== About this exercise ==
What is needed is each line of the data below that holds the string "bool".

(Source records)
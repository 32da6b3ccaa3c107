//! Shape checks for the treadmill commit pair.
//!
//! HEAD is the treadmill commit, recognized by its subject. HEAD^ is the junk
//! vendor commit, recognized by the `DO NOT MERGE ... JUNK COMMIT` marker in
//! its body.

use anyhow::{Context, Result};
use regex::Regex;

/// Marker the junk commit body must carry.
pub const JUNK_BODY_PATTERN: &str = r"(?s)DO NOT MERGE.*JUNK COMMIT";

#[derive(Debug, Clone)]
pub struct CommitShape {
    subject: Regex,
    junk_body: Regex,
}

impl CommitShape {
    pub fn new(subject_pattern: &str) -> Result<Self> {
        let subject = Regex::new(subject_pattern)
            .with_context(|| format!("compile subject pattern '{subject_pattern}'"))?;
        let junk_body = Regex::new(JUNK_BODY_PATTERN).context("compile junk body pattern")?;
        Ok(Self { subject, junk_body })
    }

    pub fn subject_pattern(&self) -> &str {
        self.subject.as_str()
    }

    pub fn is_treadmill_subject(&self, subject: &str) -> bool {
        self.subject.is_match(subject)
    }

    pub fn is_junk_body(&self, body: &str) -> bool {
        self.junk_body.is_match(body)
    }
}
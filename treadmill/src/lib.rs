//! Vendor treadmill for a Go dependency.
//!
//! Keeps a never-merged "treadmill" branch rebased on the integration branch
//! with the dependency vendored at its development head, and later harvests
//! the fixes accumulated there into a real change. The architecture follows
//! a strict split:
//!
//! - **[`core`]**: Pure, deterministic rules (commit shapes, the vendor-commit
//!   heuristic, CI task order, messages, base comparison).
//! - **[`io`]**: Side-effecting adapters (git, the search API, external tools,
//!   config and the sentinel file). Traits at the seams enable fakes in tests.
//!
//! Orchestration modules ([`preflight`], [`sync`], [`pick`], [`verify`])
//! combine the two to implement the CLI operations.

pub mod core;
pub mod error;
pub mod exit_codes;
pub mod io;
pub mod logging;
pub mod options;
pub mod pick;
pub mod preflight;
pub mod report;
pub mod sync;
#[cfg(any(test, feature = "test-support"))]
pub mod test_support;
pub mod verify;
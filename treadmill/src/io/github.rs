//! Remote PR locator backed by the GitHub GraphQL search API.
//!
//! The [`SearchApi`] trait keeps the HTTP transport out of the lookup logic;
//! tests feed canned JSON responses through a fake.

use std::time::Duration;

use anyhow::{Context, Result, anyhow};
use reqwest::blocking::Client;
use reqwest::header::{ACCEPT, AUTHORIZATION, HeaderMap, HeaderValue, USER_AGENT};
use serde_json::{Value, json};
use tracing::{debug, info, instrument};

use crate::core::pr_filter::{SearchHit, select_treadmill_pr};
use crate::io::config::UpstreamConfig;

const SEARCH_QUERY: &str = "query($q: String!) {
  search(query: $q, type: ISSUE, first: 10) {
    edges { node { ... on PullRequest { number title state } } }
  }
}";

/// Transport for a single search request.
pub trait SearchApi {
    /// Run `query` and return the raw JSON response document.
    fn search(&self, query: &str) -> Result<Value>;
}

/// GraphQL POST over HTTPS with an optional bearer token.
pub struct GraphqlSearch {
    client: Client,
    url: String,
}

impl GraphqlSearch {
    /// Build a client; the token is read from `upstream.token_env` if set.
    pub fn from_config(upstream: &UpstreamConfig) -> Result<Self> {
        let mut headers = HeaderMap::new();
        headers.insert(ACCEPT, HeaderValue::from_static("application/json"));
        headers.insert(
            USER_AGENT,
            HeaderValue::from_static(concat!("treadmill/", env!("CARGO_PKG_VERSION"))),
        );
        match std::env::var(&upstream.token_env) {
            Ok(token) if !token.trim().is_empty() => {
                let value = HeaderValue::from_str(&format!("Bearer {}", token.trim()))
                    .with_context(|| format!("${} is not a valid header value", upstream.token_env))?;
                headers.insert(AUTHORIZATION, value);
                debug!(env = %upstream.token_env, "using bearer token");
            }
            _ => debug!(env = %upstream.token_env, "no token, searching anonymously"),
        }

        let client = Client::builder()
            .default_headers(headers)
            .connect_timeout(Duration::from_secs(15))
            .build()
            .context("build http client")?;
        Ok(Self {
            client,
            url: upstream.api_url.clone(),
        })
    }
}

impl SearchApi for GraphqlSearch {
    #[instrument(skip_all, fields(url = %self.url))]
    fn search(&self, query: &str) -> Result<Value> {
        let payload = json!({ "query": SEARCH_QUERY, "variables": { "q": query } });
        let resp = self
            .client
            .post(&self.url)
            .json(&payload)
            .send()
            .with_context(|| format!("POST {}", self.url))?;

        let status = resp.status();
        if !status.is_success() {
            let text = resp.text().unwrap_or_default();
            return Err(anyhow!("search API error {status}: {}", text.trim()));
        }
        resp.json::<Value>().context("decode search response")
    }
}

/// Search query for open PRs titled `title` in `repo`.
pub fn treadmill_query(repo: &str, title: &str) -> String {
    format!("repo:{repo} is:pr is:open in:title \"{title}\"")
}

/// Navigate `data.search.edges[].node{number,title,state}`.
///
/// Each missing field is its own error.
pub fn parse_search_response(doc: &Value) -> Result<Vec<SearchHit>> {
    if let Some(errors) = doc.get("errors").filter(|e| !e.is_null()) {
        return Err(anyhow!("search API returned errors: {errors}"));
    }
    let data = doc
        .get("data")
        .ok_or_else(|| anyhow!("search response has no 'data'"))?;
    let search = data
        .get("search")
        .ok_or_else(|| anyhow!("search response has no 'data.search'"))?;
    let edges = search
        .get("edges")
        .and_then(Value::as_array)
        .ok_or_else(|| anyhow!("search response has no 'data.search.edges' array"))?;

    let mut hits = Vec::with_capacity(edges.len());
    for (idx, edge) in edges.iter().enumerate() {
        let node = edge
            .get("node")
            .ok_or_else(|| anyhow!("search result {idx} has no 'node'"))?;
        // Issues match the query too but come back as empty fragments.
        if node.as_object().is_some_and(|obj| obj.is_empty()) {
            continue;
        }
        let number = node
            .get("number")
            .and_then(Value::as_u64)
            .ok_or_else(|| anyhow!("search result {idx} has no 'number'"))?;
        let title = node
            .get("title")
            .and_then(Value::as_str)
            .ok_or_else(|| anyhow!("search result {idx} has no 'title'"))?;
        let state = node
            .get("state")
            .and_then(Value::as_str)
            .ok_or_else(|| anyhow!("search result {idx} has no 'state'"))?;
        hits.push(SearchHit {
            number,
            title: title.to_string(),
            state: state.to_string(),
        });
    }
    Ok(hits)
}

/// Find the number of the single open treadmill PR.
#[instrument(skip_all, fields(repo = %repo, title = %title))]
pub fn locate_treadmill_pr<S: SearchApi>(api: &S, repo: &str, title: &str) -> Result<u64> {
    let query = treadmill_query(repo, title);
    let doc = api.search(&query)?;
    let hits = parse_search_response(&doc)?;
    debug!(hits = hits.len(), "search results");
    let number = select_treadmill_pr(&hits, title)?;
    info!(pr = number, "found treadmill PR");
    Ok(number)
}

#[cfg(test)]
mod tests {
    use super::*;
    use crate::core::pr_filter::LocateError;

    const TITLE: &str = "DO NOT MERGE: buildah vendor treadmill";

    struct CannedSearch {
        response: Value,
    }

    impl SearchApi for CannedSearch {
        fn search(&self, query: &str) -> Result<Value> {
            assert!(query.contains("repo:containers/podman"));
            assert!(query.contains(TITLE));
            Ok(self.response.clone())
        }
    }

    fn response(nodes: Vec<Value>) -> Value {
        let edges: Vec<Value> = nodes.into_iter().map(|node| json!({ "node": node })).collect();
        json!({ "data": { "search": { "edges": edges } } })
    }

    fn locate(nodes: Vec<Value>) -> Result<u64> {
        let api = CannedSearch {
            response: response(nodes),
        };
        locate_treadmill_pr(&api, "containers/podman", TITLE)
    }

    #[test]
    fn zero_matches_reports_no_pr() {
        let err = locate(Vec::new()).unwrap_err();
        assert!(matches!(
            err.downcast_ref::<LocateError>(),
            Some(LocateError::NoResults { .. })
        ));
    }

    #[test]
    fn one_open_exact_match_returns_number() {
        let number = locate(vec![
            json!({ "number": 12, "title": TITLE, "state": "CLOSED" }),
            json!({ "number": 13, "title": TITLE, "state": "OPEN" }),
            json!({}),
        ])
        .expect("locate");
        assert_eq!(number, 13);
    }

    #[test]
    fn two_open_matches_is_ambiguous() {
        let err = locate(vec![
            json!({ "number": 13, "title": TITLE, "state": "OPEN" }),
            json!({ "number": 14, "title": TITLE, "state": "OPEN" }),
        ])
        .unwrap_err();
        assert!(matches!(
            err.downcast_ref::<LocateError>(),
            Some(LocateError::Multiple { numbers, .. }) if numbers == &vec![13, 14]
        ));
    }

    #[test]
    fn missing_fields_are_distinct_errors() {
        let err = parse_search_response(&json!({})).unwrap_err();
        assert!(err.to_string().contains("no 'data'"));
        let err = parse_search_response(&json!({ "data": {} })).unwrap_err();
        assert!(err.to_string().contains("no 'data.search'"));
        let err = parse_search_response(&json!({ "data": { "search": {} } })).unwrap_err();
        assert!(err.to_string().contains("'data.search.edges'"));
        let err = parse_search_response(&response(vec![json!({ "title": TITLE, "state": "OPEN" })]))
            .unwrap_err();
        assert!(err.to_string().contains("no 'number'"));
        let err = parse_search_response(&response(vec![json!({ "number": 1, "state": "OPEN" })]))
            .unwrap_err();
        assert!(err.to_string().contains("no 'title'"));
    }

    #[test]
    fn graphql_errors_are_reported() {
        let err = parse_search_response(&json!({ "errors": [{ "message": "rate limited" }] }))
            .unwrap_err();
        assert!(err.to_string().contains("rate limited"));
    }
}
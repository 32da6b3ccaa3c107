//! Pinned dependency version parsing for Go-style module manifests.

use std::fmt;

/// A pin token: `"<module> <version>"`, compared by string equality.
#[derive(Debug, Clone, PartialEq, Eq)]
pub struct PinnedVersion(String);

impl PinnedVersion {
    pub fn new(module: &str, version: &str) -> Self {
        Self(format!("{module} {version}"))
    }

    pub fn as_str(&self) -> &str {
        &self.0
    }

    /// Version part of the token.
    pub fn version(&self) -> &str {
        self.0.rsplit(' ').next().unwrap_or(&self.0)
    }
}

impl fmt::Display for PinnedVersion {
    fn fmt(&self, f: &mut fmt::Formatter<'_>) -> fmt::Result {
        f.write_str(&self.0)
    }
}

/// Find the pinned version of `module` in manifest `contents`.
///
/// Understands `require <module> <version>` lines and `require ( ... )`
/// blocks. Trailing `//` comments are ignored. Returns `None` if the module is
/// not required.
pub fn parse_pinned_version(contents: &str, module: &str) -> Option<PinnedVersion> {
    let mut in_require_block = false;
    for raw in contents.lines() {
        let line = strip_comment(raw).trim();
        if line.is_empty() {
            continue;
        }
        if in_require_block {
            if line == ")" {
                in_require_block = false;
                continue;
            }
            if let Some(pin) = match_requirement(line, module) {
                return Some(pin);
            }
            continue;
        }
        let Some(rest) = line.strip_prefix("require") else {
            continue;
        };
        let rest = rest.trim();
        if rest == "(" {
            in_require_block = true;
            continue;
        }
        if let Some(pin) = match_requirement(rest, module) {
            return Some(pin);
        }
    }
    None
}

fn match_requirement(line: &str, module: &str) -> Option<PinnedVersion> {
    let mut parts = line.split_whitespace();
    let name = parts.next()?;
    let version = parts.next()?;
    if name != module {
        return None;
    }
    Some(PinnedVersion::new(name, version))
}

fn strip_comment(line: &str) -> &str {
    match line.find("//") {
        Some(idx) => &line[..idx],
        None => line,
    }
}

---

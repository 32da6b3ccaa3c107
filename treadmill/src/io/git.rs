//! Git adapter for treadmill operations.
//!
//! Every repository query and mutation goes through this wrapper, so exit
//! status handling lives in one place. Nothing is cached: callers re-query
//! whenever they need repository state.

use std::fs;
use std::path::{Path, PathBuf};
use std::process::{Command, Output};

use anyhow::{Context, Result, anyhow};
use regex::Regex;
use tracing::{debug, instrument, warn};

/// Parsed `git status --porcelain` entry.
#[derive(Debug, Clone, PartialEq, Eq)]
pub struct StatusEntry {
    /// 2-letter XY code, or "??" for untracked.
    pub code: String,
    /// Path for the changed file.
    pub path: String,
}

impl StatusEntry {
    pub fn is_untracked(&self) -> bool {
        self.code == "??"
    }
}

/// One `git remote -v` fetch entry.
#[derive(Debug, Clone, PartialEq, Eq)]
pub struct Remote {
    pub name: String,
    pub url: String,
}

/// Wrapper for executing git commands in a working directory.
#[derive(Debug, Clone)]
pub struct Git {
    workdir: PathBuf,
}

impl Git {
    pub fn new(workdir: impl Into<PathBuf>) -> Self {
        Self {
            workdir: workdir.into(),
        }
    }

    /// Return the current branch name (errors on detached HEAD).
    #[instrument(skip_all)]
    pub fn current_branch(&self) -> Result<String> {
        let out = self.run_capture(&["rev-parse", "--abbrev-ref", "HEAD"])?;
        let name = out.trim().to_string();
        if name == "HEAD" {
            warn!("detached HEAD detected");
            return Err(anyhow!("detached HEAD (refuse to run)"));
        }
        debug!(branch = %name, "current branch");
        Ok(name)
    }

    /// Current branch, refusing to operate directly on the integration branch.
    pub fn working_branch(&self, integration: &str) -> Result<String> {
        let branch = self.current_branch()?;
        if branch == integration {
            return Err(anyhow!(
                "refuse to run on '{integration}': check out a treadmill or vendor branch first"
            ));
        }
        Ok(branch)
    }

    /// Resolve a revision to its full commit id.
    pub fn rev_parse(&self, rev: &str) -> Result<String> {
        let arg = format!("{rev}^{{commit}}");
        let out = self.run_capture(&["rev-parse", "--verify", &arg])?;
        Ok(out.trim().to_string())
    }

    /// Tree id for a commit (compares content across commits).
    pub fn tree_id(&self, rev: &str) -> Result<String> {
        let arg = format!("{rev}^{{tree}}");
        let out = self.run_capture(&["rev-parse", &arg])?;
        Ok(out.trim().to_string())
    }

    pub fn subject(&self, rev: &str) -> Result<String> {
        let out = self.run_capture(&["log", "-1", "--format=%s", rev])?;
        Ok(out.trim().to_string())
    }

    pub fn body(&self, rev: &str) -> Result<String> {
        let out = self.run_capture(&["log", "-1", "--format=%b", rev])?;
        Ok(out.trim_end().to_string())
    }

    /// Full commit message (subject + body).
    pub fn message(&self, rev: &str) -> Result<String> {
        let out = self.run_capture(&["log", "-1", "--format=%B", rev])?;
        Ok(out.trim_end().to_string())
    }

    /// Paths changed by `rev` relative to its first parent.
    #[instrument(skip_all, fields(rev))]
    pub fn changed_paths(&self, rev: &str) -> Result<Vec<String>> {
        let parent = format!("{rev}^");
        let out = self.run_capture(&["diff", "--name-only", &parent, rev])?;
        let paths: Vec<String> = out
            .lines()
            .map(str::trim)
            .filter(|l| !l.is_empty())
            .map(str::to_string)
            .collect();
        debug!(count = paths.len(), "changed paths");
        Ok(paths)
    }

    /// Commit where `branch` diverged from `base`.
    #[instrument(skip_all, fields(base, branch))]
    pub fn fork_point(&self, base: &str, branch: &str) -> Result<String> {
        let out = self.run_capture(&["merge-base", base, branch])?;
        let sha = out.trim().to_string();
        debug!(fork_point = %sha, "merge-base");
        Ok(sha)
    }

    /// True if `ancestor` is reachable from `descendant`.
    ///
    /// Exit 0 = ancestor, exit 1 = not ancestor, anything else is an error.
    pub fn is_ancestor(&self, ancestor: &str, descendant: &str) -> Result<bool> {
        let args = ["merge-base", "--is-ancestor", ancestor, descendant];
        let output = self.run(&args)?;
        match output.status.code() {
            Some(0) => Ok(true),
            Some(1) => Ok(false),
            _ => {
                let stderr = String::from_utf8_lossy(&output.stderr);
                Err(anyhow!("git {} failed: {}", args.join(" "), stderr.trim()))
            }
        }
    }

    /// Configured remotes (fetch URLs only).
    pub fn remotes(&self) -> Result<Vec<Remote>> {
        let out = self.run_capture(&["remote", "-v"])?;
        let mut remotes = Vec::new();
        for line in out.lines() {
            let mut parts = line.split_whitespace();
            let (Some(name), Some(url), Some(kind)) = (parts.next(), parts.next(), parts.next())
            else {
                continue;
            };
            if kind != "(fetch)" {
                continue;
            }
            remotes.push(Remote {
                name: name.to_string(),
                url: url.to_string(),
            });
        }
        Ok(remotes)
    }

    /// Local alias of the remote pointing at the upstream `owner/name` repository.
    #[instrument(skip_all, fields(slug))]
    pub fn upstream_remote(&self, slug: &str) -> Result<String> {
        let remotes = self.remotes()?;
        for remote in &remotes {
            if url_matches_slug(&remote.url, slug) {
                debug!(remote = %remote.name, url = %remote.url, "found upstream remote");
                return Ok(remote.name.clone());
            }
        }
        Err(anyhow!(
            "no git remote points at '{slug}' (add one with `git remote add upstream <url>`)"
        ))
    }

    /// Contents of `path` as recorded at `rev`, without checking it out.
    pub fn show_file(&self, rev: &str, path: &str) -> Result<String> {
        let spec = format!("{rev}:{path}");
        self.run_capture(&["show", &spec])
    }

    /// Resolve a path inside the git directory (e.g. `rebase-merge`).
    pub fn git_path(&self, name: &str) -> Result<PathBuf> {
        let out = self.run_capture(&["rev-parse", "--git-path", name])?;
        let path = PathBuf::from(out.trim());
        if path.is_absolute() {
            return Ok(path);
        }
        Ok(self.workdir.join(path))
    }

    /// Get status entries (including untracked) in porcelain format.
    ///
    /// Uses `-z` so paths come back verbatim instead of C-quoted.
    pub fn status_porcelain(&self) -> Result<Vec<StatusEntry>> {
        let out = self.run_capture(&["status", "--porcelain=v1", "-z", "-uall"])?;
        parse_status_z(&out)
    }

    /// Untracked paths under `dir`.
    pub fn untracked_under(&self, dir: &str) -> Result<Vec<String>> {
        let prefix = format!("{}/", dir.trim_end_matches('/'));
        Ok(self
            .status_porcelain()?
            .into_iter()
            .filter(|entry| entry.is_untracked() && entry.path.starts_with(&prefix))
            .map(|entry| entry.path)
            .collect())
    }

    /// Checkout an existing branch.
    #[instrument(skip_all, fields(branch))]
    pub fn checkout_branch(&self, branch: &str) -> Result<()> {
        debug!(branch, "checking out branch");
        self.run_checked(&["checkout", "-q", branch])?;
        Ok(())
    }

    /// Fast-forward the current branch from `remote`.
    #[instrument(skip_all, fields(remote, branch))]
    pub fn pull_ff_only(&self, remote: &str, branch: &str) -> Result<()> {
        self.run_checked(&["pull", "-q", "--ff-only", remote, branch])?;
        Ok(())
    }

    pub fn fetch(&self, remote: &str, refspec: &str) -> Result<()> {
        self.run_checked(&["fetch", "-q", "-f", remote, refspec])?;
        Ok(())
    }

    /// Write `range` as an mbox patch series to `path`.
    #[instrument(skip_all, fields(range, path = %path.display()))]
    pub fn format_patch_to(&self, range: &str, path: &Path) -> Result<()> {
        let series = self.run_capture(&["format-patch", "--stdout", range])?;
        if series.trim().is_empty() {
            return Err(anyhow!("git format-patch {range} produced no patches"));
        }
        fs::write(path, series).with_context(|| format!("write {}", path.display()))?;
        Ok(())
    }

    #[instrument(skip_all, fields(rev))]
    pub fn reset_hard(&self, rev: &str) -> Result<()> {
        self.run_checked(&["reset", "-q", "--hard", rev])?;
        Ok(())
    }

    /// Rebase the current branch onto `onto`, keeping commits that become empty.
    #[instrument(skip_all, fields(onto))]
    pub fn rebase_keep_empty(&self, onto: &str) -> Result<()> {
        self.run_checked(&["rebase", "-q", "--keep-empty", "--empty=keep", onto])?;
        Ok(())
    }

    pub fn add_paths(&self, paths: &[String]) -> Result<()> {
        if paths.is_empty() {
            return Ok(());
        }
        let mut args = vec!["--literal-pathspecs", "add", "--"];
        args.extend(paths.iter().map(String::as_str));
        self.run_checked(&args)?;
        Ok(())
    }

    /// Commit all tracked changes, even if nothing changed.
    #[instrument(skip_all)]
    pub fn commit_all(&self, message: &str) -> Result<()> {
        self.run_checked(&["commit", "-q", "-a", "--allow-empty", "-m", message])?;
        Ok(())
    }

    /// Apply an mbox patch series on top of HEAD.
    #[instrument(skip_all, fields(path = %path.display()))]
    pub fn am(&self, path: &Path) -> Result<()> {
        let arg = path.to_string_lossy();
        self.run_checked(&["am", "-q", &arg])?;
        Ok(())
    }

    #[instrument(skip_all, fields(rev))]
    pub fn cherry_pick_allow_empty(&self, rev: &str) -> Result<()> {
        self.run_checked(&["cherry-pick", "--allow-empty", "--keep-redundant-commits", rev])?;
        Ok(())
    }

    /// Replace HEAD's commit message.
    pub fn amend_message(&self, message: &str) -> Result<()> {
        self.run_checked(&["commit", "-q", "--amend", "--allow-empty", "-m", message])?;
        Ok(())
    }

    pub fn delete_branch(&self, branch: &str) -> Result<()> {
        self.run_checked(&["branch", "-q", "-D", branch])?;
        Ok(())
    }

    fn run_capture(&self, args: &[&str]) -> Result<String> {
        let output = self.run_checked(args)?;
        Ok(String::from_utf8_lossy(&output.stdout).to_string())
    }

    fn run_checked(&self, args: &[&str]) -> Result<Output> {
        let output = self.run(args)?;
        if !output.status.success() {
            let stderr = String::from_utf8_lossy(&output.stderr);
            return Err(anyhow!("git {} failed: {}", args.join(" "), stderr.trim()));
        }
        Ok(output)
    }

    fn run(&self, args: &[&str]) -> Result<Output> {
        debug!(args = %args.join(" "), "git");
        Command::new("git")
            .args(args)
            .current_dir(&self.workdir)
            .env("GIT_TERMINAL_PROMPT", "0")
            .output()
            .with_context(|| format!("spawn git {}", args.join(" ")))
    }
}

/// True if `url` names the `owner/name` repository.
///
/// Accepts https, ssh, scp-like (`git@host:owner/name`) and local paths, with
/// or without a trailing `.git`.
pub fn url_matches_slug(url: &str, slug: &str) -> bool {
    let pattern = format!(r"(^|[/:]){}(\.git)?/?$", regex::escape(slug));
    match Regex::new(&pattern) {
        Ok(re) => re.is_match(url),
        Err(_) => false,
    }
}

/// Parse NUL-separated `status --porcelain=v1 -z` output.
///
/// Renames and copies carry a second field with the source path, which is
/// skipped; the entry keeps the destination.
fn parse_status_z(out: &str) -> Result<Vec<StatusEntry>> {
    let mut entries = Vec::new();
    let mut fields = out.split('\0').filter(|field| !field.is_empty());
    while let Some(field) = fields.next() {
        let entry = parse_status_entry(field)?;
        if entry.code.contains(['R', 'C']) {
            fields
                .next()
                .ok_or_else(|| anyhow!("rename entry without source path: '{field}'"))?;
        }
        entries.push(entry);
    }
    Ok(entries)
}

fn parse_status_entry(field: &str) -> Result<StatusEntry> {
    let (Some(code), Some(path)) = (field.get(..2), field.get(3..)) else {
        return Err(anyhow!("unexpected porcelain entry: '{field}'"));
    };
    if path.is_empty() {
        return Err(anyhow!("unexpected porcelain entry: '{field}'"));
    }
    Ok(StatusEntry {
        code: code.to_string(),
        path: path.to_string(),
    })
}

== Exercise answer ==
    pub fn is_treadmill_subject(&self, subject: &str) -> bool {
    pub fn is_junk_body(&self, body: &str) -> bool {
    pub fn is_untracked(&self) -> bool {
    pub fn is_ancestor(&self, ancestor: &str, descendant: &str) -> Result<bool> {
pub fn url_matches_slug(url: &str, slug: &str) -> bool {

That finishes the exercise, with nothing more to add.